## PROMPT
Look through the entries below and report how many lines hold the string "method". Only the number is wanted.

## ENTRIES SHOWN
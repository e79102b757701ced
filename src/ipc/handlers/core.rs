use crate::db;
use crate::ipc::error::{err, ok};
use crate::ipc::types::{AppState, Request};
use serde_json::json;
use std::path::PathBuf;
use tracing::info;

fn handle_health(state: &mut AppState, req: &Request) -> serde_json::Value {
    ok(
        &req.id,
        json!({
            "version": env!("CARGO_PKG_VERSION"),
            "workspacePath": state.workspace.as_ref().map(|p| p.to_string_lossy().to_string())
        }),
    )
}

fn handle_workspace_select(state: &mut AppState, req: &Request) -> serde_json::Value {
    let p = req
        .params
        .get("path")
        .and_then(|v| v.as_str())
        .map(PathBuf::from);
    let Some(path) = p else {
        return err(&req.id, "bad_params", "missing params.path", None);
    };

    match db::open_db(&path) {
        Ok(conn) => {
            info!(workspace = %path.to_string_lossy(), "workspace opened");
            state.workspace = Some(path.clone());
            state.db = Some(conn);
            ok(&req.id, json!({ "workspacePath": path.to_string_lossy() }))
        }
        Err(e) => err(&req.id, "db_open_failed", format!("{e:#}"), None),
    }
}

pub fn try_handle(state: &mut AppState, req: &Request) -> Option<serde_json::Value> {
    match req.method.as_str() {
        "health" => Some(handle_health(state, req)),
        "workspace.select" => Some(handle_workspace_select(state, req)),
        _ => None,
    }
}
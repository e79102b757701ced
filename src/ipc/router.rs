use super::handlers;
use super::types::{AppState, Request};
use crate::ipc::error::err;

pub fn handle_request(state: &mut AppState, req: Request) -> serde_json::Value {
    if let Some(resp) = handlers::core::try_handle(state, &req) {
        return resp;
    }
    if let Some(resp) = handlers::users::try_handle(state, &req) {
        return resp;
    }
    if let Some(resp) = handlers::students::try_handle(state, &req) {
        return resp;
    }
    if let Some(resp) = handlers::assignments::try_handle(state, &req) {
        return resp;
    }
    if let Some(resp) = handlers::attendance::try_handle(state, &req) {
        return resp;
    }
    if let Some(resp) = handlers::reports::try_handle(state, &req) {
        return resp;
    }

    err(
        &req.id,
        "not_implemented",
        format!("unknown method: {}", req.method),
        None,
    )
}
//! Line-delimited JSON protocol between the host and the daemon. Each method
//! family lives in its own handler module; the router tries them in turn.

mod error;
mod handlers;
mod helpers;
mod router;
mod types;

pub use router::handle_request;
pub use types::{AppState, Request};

* * *

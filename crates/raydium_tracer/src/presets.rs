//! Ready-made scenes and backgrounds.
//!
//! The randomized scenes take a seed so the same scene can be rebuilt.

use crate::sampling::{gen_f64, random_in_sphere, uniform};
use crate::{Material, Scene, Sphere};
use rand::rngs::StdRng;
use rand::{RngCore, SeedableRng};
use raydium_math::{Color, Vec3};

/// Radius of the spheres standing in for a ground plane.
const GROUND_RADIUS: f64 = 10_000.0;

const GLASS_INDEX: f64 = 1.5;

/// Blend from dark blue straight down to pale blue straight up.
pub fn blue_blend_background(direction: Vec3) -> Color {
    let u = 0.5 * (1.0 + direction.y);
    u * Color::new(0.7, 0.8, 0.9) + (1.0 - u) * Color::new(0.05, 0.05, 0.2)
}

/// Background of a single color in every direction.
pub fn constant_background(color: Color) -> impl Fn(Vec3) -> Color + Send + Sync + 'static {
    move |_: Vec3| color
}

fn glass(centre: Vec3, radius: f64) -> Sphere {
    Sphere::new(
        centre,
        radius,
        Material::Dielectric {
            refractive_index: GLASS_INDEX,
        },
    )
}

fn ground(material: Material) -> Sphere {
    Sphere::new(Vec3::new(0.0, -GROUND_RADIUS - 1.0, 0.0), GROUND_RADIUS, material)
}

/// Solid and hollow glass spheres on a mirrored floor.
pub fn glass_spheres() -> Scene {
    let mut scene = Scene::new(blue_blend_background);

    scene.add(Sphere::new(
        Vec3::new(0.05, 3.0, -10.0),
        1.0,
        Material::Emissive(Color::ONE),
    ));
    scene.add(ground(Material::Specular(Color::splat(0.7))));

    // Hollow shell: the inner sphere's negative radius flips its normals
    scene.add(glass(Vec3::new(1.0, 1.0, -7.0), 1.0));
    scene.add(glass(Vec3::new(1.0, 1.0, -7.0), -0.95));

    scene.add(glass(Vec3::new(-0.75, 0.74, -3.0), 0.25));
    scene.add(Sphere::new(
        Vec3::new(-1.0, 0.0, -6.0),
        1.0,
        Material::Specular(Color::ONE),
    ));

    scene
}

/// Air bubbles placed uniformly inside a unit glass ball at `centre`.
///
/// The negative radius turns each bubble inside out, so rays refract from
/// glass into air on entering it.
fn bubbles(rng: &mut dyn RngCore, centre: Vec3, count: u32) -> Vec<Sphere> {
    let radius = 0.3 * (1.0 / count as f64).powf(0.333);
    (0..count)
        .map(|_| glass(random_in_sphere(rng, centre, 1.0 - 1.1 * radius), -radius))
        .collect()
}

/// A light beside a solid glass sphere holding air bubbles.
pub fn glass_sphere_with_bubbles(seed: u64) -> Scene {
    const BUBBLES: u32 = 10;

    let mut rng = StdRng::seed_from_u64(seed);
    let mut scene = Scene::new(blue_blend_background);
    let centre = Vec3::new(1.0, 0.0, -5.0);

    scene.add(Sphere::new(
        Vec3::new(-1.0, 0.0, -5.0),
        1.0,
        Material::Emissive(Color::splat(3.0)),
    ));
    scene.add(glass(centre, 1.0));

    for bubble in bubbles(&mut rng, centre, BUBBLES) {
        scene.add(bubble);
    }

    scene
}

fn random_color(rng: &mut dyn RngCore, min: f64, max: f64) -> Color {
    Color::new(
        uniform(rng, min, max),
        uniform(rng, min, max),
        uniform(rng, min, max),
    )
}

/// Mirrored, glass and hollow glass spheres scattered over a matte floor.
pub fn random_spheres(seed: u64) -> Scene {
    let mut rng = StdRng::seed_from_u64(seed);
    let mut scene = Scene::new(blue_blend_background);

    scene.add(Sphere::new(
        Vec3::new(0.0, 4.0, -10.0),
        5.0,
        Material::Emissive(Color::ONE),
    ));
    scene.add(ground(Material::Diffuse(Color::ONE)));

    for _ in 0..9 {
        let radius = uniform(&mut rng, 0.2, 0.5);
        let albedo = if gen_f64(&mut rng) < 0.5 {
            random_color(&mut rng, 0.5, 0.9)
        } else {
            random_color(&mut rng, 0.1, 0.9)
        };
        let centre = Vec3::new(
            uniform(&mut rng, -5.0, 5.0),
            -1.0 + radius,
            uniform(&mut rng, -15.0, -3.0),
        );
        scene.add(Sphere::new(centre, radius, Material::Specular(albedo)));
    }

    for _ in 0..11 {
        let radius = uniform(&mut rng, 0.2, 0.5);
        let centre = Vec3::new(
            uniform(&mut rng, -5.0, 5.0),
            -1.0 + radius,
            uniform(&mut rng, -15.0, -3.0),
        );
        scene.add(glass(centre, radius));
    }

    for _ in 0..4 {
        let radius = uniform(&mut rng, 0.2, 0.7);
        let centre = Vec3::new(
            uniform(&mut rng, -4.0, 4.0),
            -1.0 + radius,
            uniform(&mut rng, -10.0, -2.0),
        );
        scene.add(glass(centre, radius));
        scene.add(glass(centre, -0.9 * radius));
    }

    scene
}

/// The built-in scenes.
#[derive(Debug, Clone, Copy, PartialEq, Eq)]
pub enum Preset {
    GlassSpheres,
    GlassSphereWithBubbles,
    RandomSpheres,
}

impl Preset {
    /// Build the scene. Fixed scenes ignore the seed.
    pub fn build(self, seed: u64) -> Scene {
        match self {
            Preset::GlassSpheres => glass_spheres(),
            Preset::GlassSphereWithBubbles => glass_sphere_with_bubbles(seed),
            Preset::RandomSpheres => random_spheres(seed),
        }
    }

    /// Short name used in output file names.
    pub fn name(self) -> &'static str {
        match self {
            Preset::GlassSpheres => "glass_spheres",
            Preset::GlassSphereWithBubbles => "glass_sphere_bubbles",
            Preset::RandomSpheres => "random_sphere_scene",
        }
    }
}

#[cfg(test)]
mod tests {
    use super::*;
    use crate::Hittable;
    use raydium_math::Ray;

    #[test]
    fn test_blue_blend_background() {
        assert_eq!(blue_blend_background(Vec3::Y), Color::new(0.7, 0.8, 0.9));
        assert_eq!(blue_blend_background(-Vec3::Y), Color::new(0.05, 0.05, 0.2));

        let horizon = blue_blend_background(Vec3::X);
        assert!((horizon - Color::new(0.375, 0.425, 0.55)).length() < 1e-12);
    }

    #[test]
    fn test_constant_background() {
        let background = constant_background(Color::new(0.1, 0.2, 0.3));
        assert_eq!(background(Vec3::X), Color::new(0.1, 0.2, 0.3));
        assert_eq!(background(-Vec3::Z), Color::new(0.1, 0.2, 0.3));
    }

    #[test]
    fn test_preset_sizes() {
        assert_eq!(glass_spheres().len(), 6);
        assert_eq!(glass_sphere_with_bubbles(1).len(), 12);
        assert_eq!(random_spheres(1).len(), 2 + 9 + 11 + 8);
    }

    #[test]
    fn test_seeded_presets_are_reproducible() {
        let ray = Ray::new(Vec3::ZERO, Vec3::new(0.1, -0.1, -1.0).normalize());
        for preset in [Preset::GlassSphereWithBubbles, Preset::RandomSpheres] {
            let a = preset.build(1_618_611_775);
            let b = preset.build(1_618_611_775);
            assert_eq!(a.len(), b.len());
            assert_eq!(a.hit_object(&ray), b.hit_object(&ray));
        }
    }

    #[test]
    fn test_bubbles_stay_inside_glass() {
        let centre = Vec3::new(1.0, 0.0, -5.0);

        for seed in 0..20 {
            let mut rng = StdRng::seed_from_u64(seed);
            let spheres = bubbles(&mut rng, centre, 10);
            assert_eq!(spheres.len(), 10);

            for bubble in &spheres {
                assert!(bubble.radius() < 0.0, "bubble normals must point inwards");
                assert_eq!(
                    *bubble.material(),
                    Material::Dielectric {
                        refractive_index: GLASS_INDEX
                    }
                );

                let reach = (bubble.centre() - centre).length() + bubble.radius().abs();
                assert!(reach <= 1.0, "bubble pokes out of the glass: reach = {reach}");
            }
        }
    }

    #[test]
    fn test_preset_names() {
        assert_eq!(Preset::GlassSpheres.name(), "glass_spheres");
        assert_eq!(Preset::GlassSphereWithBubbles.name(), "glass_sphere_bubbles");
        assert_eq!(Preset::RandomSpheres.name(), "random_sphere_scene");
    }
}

==

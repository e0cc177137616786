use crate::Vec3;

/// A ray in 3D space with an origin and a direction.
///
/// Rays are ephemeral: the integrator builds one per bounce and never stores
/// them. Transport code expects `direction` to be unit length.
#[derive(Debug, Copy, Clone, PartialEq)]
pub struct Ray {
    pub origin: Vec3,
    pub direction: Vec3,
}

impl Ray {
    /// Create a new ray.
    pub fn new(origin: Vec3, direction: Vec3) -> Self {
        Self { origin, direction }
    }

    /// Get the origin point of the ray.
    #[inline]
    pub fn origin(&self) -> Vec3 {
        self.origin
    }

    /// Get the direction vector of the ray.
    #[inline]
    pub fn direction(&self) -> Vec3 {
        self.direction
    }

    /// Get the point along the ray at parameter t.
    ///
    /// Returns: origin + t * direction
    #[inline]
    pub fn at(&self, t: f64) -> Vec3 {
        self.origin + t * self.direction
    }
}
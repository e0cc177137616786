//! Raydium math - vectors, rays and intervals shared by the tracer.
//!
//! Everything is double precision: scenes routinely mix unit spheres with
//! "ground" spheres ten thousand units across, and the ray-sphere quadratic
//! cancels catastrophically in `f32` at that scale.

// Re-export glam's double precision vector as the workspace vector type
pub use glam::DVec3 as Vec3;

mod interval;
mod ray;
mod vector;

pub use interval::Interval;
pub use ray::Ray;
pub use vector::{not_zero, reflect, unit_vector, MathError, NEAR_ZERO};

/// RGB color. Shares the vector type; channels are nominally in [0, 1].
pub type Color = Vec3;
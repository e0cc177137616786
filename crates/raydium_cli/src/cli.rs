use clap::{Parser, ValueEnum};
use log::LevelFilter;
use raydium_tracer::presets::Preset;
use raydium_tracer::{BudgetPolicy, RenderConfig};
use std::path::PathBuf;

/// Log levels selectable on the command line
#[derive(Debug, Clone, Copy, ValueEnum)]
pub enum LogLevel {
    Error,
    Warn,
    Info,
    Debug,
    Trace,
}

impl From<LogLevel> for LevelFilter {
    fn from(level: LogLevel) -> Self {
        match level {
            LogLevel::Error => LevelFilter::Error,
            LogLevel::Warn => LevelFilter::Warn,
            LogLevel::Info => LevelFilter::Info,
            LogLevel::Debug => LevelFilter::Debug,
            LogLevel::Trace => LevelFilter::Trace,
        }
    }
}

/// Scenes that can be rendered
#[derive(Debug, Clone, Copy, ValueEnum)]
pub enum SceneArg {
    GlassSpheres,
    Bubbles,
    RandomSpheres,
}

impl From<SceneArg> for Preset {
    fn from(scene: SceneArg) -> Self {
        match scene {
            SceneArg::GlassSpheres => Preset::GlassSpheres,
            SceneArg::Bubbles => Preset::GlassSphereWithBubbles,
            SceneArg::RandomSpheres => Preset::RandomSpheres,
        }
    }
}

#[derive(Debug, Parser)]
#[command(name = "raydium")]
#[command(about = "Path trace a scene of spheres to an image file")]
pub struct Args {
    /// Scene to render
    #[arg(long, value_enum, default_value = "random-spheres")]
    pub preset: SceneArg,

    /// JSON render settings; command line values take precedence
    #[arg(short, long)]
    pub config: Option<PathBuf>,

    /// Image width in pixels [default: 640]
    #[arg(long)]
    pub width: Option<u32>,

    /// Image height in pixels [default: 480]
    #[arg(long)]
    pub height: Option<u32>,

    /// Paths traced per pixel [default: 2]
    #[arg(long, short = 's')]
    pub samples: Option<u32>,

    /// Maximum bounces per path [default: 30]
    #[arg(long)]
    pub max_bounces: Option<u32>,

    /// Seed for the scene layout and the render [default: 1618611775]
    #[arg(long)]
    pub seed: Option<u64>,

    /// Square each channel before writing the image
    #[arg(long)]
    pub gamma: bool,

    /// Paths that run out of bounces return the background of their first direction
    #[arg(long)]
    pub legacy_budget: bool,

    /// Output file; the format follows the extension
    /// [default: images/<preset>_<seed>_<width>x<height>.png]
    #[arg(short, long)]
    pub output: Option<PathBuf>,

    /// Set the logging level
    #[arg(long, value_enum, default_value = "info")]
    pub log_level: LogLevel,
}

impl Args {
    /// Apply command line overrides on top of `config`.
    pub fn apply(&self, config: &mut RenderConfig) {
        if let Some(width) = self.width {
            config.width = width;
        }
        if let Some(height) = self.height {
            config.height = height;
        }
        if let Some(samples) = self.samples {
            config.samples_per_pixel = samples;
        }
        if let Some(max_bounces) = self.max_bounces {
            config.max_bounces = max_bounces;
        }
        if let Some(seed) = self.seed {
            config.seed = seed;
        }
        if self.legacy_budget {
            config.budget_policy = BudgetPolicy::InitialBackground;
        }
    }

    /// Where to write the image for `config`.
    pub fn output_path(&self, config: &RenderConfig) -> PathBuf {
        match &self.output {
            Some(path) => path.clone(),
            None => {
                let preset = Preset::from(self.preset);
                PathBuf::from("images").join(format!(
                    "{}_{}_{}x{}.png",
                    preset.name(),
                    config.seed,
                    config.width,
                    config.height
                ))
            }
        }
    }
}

## SOLUTION BELOW
3